You need three things in order to make a complete circuit:
- a conductor (e.g. wire)
- a power source (e.g. wall outlet or battery)
- a resistor (e.g. light bulb or motor).
The conductor runs a circular path from the power source, through the resistor, and back to the power source. The power source moves the existing electrons in the conductor around the circuit. This is called a current. Electrons move through a wire from the negative end to the positive end. The resistor uses the energy of the electrons around the wire and slows down the flow of electrons.
A battery is one way to generate electric current. Inside the battery, chemical reactions take place. One reaction (at the negative end of the battery) creates loose electrons; the other (at the positive end) uses them up. To recharge the battery, the chemical reactions must be reversed to move the electrons in the opposite direction.
In this activity:
- students are the electrons
- energy provided by the battery is represented by smarties.
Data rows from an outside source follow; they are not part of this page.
//! Change events and the in-process event bus
//!
//! Every mutating repository call publishes a [`RegwatchEvent`] describing the
//! affected row. Stream endpoints subscribe to the bus and relay the events
//! that concern their collection.

use chrono::{DateTime, Utc};
use serde::{Deserialize, Serialize};
use tokio::sync::broadcast;

use crate::models::{AuditReport, Feature, Source, SourceContent};

/// Kind of mutation that produced an event
#[derive(Debug, Clone, Copy, PartialEq, Eq, Serialize, Deserialize)]
#[serde(rename_all = "lowercase")]
pub enum ChangeOperation {
    Insert,
    Update,
    Delete,
}

/// Row-level change notification
///
/// The document is the row after the change; it is `None` for deletes.
#[derive(Debug, Clone, Serialize, Deserialize)]
#[serde(tag = "type")]
pub enum RegwatchEvent {
    FeatureChanged {
        operation: ChangeOperation,
        feature_id: String,
        feature: Option<Feature>,
        timestamp: DateTime<Utc>,
    },
    SourceChanged {
        operation: ChangeOperation,
        source_id: String,
        source: Option<Source>,
        timestamp: DateTime<Utc>,
    },
    SourceContentChanged {
        operation: ChangeOperation,
        source_content_id: String,
        source_content: Option<SourceContent>,
        timestamp: DateTime<Utc>,
    },
    AuditReportChanged {
        operation: ChangeOperation,
        audit_report_id: String,
        audit_report: Option<AuditReport>,
        timestamp: DateTime<Utc>,
    },
}

impl RegwatchEvent {
    pub fn feature(operation: ChangeOperation, feature_id: &str, feature: Option<Feature>) -> Self {
        RegwatchEvent::FeatureChanged {
            operation,
            feature_id: feature_id.to_string(),
            feature,
            timestamp: Utc::now(),
        }
    }

    pub fn source(operation: ChangeOperation, source_id: &str, source: Option<Source>) -> Self {
        RegwatchEvent::SourceChanged {
            operation,
            source_id: source_id.to_string(),
            source,
            timestamp: Utc::now(),
        }
    }

    pub fn source_content(
        operation: ChangeOperation,
        source_content_id: &str,
        source_content: Option<SourceContent>,
    ) -> Self {
        RegwatchEvent::SourceContentChanged {
            operation,
            source_content_id: source_content_id.to_string(),
            source_content,
            timestamp: Utc::now(),
        }
    }

    pub fn audit_report(
        operation: ChangeOperation,
        audit_report_id: &str,
        audit_report: Option<AuditReport>,
    ) -> Self {
        RegwatchEvent::AuditReportChanged {
            operation,
            audit_report_id: audit_report_id.to_string(),
            audit_report,
            timestamp: Utc::now(),
        }
    }
}

/// Broadcast bus carrying [`RegwatchEvent`]s to every subscriber
///
/// Cloning the bus shares the underlying channel.
///
/// # Examples
///
/// ```
/// use regwatch_common::events::{ChangeOperation, EventBus, RegwatchEvent};
///
/// let event_bus = EventBus::new(16);
/// let mut rx = event_bus.subscribe();
///
/// event_bus.emit_lossy(RegwatchEvent::source(ChangeOperation::Delete, "s1", None));
/// assert!(rx.try_recv().is_ok());
/// ```
#[derive(Clone, Debug)]
pub struct EventBus {
    tx: broadcast::Sender<RegwatchEvent>,
}

impl EventBus {
    /// Creates a new EventBus with specified channel capacity
    ///
    /// Subscribers that fall more than `capacity` events behind observe
    /// `RecvError::Lagged` and lose the oldest events.
    pub fn new(capacity: usize) -> Self {
        let (tx, _) = broadcast::channel(capacity);
        Self { tx }
    }

    /// Subscribe to all future events
    ///
    /// Events emitted before subscription are not received.
    pub fn subscribe(&self) -> broadcast::Receiver<RegwatchEvent> {
        self.tx.subscribe()
    }

    /// Emit an event, ignoring if no subscribers are listening
    pub fn emit_lossy(&self, event: RegwatchEvent) {
        let _ = self.tx.send(event);
    }
}

#[cfg(test)]
mod tests {
    use super::*;
    use tokio::sync::broadcast::error::{RecvError, TryRecvError};

    #[tokio::test]
    async fn subscriber_receives_emitted_event() {
        let bus = EventBus::new(10);
        let mut rx = bus.subscribe();

        bus.emit_lossy(RegwatchEvent::feature(ChangeOperation::Insert, "f1", None));

        match rx.recv().await.unwrap() {
            RegwatchEvent::FeatureChanged {
                operation,
                feature_id,
                ..
            } => {
                assert_eq!(operation, ChangeOperation::Insert);
                assert_eq!(feature_id, "f1");
            }
            other => panic!("unexpected event {:?}", other),
        }
    }

    #[test]
    fn emit_without_subscribers_is_dropped() {
        let bus = EventBus::new(10);
        bus.emit_lossy(RegwatchEvent::source(ChangeOperation::Delete, "s1", None));

        let mut rx = bus.subscribe();
        assert!(matches!(rx.try_recv(), Err(TryRecvError::Empty)));
    }

    #[test]
    fn clones_share_the_channel() {
        let bus = EventBus::new(4);
        let mut rx = bus.clone().subscribe();
        bus.emit_lossy(RegwatchEvent::source(ChangeOperation::Insert, "s1", None));
        assert!(rx.try_recv().is_ok());
    }

    #[tokio::test]
    async fn slow_subscriber_observes_lag() {
        let bus = EventBus::new(2);
        let mut rx = bus.subscribe();
        for i in 0..5 {
            bus.emit_lossy(RegwatchEvent::audit_report(
                ChangeOperation::Update,
                &format!("r{}", i),
                None,
            ));
        }
        assert!(matches!(rx.recv().await, Err(RecvError::Lagged(_))));
    }

    #[test]
    fn event_serializes_with_type_tag() {
        let event = RegwatchEvent::source(ChangeOperation::Update, "s1", None);
        let value = serde_json::to_value(&event).unwrap();
        assert_eq!(value["type"], "SourceChanged");
        assert_eq!(value["operation"], "update");
        assert_eq!(value["source_id"], "s1");
    }
}
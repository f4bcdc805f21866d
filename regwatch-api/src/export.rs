//! Audit report CSV export
//!
//! One row per audit report in creation order. Each report's sources appear
//! as `source_id_N, source_url_N` column pairs, padded to the report with the
//! most sources. Unknown feature or source ids leave empty cells.

use crate::db::{AuditReportRepository, FeatureRepository, SourceRepository};
use regwatch_common::events::EventBus;
use regwatch_common::models::{AuditReport, Feature, Source};
use regwatch_common::time::format_timestamp;
use sqlx::SqlitePool;
use std::collections::HashMap;
use std::io::Write;
use thiserror::Error;
use tracing::info;

const FIXED_COLUMNS: [&str; 11] = [
    "audit_report_id",
    "feature_id",
    "feature_name",
    "needs_action",
    "original_status",
    "status_change_to",
    "reason",
    "confidence",
    "status",
    "created_at",
    "updated_at",
];

#[derive(Debug, Error)]
pub enum ExportError {
    #[error(transparent)]
    Common(#[from] regwatch_common::Error),

    #[error("CSV write failed: {0}")]
    Csv(#[from] csv::Error),

    #[error("IO error: {0}")]
    Io(#[from] std::io::Error),
}

/// Load every audit report with its feature and sources from `pool` and
/// write them to `writer`; returns the number of rows written
pub async fn export_audit_reports<W: Write>(
    pool: &SqlitePool,
    writer: W,
) -> Result<usize, ExportError> {
    // Read-only: nothing subscribes to this bus
    let event_bus = EventBus::new(1);
    let reports = AuditReportRepository::new(pool.clone(), event_bus.clone())
        .list_all()
        .await?;
    let features = FeatureRepository::new(pool.clone(), event_bus.clone())
        .list_all()
        .await?;
    let sources = SourceRepository::new(pool.clone(), event_bus)
        .list_all()
        .await?;

    info!(
        "Exporting {} audit report(s) ({} features, {} sources known)",
        reports.len(),
        features.len(),
        sources.len()
    );
    write_audit_reports_csv(&reports, &features, &sources, writer)
}

/// Write `reports` as CSV, resolving feature names and source URLs by id
pub fn write_audit_reports_csv<W: Write>(
    reports: &[AuditReport],
    features: &[Feature],
    sources: &[Source],
    writer: W,
) -> Result<usize, ExportError> {
    let feature_names: HashMap<&str, &str> = features
        .iter()
        .map(|f| (f.id.as_str(), f.name.as_str()))
        .collect();
    let source_urls: HashMap<&str, &str> = sources
        .iter()
        .map(|s| (s.id.as_str(), s.source_url.as_str()))
        .collect();
    let source_columns = reports
        .iter()
        .map(|r| r.source_ids.len())
        .max()
        .unwrap_or(0);

    let mut out = csv::Writer::from_writer(writer);

    let mut header: Vec<String> = FIXED_COLUMNS.iter().map(|c| c.to_string()).collect();
    for i in 1..=source_columns {
        header.push(format!("source_id_{}", i));
        header.push(format!("source_url_{}", i));
    }
    out.write_record(&header)?;

    for report in reports {
        let mut row = vec![
            report.id.clone(),
            report.feature_id.clone(),
            feature_names
                .get(report.feature_id.as_str())
                .copied()
                .unwrap_or_default()
                .to_string(),
            report.needs_action.to_string(),
            report.original_status.to_string(),
            report.status_change_to.to_string(),
            report.reason.clone(),
            report.confidence.to_string(),
            report.status.to_string(),
            format_timestamp(&report.created_at),
            report
                .updated_at
                .as_ref()
                .map(format_timestamp)
                .unwrap_or_default(),
        ];
        for i in 0..source_columns {
            match report.source_ids.get(i) {
                Some(id) => {
                    row.push(id.clone());
                    row.push(
                        source_urls
                            .get(id.as_str())
                            .copied()
                            .unwrap_or_default()
                            .to_string(),
                    );
                }
                None => {
                    row.push(String::new());
                    row.push(String::new());
                }
            }
        }
        out.write_record(&row)?;
    }

    out.flush()?;
    Ok(reports.len())
}
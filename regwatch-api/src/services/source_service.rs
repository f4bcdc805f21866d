//! Source service

use super::ServiceResult;
use crate::db::SourceRepository;
use chrono::{DateTime, Utc};
use futures::Stream;
use regwatch_common::events::{ChangeOperation, EventBus, RegwatchEvent};
use regwatch_common::models::{Source, SourceCreateRequest};
use regwatch_common::{sse, Error};
use serde::Serialize;
use tracing::info;
use url::Url;

/// Messages of the source change feed
#[derive(Debug, Clone, Serialize)]
#[serde(tag = "type", content = "data", rename_all = "snake_case")]
pub enum SourceFeedMessage {
    InitialData {
        sources: Vec<Source>,
    },
    SourceUpdate {
        operation_type: ChangeOperation,
        source_id: String,
        source_data: Option<Source>,
        timestamp: DateTime<Utc>,
    },
    Error {
        message: String,
    },
}

#[derive(Clone)]
pub struct SourceService {
    repository: SourceRepository,
    event_bus: EventBus,
}

impl SourceService {
    pub fn new(repository: SourceRepository, event_bus: EventBus) -> Self {
        Self {
            repository,
            event_bus,
        }
    }

    pub async fn list(&self) -> ServiceResult<Vec<Source>> {
        Ok(self.repository.list_all().await?)
    }

    /// Sources for the given ids; unknown ids are skipped
    pub async fn list_by_ids(&self, ids: &[String]) -> ServiceResult<Vec<Source>> {
        Ok(self.repository.list_by_ids(ids).await?)
    }

    pub async fn get(&self, id: &str) -> ServiceResult<Source> {
        self.repository
            .find_by_id(id)
            .await?
            .ok_or_else(|| Error::not_found("Source", id).into())
    }

    pub async fn count(&self) -> ServiceResult<i64> {
        Ok(self.repository.count().await?)
    }

    pub async fn create(&self, request: &SourceCreateRequest) -> ServiceResult<Source> {
        let url = parse_source_url(&request.source_url)?;
        let source = self.repository.insert(url.as_str()).await?;
        info!("Created source {} for {}", source.id, source.source_url);
        Ok(source)
    }

    pub async fn delete(&self, id: &str) -> ServiceResult<()> {
        if !self.repository.delete(id).await? {
            return Err(Error::not_found("Source", id).into());
        }
        info!("Deleted source {}", id);
        Ok(())
    }

    pub async fn delete_all(&self) -> ServiceResult<u64> {
        Ok(self.repository.delete_all().await?)
    }

    pub async fn update_tags(&self, id: &str, tags: &[String]) -> ServiceResult<Source> {
        self.repository
            .update_tags(id, tags)
            .await?
            .ok_or_else(|| Error::not_found("Source", id).into())
    }

    /// Snapshot of all sources followed by every source change
    pub fn stream(&self) -> impl Stream<Item = SourceFeedMessage> + Send + 'static {
        let repository = self.repository.clone();

        sse::change_feed(
            "sources",
            self.event_bus.subscribe(),
            move || {
                let repository = repository.clone();
                async move {
                    let sources = repository.list_all().await?;
                    Ok(SourceFeedMessage::InitialData { sources })
                }
            },
            |event| match event {
                RegwatchEvent::SourceChanged {
                    operation,
                    source_id,
                    source,
                    timestamp,
                } => Some(SourceFeedMessage::SourceUpdate {
                    operation_type: operation,
                    source_id,
                    source_data: source,
                    timestamp,
                }),
                _ => None,
            },
            |message| SourceFeedMessage::Error { message },
        )
    }
}

/// Accept absolute http(s) URLs only
///
/// Every stored `source_url` goes through here so that sources and their
/// contents share one spelling (`https://a.test` becomes `https://a.test/`).
pub(crate) fn parse_source_url(raw: &str) -> Result<Url, Error> {
    let url = Url::parse(raw.trim())
        .map_err(|e| Error::InvalidInput(format!("Invalid source URL '{}': {}", raw, e)))?;

    let is_web = matches!(url.scheme(), "http" | "https") && url.host_str().is_some();
    if !is_web {
        return Err(Error::InvalidInput(format!(
            "Source URL must be an http(s) URL: {}",
            raw
        )));
    }
    Ok(url)
}
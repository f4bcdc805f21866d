//! Prompt templates and the regulation tag vocabulary
//!
//! Files are read on every call so edits on disk take effect without a
//! restart.

use super::AgentError;
use serde::Deserialize;
use std::path::{Path, PathBuf};

pub const COMPLIANCE_ANALYZER_TEMPLATE: &str = "compliance_analyzer.md";
pub const FEATURE_TAGGING_TEMPLATE: &str = "feature_tagging.md";
pub const SOURCE_TAGGING_TEMPLATE: &str = "source_tagging.md";
pub const TAG_VOCABULARY_FILE: &str = "regulation_tags.json";

/// Placeholder replaced by the rendered vocabulary
pub const AVAILABLE_TAGS_PLACEHOLDER: &str = "{available_tags}";

#[derive(Debug, Clone)]
pub struct PromptLibrary {
    dir: PathBuf,
}

impl PromptLibrary {
    pub fn new(dir: impl Into<PathBuf>) -> Self {
        Self { dir: dir.into() }
    }

    /// Templates shipped with the crate
    pub fn bundled() -> Self {
        Self::new(concat!(env!("CARGO_MANIFEST_DIR"), "/prompts"))
    }

    pub fn dir(&self) -> &Path {
        &self.dir
    }

    pub async fn template(&self, name: &str) -> Result<String, AgentError> {
        let path = self.dir.join(name);
        tokio::fs::read_to_string(&path)
            .await
            .map_err(|source| AgentError::Template { path, source })
    }

    pub async fn vocabulary(&self) -> Result<TagVocabulary, AgentError> {
        let raw = self.template(TAG_VOCABULARY_FILE).await?;
        TagVocabulary::parse(&raw)
    }

    /// Template `name` with the tag vocabulary substituted in
    pub async fn render_with_tags(
        &self,
        name: &str,
    ) -> Result<(String, TagVocabulary), AgentError> {
        let template = self.template(name).await?;
        let vocabulary = self.vocabulary().await?;
        let rendered = template.replace(AVAILABLE_TAGS_PLACEHOLDER, &vocabulary.render());
        Ok((rendered, vocabulary))
    }
}

#[derive(Debug, Clone, PartialEq, Deserialize)]
pub struct RegulationTag {
    pub tag: String,
    pub name: String,
    pub description: String,
    #[serde(default)]
    pub examples: Vec<String>,
}

#[derive(Debug, Clone, Deserialize)]
pub struct TagVocabulary {
    regulation_tags: Vec<RegulationTag>,
}

impl TagVocabulary {
    pub fn parse(raw: &str) -> Result<Self, AgentError> {
        let vocabulary: TagVocabulary =
            serde_json::from_str(raw).map_err(|e| AgentError::Vocabulary(e.to_string()))?;
        if vocabulary.regulation_tags.is_empty() {
            return Err(AgentError::Vocabulary("no regulation tags defined".into()));
        }
        Ok(vocabulary)
    }

    pub fn tags(&self) -> &[RegulationTag] {
        &self.regulation_tags
    }

    pub fn contains(&self, tag: &str) -> bool {
        self.regulation_tags.iter().any(|known| known.tag == tag)
    }

    /// Bullet list injected into tagging prompts
    pub fn render(&self) -> String {
        self.regulation_tags
            .iter()
            .map(|tag| {
                format!(
                    "• **{}** - {}\n  Description: {}\n  Examples: {}",
                    tag.tag,
                    tag.name,
                    tag.description,
                    tag.examples.join(", ")
                )
            })
            .collect::<Vec<_>>()
            .join("\n\n")
    }
}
- current is the amount of charge (electrons) moving in the circuit per unit time, measured in amperes.
In order to increase the electrical current, we must speed up the movement of electrons; we do this in the model by adding extra energy in the form of extra smarties.
Students will feel warmer as they speed up, which mimics what takes place along a wire in a real circuit. This physical reaction can be used to build in a safety feature in a circuit: if there is a sudden surge of charge and the wire heats up to a certain temperature, a wire could melt, stopping the current. This is basically how a fuse works.
A fuse uses a metal wire that melts at a certain temperature, corresponding to the pre-determined limit for the circuit.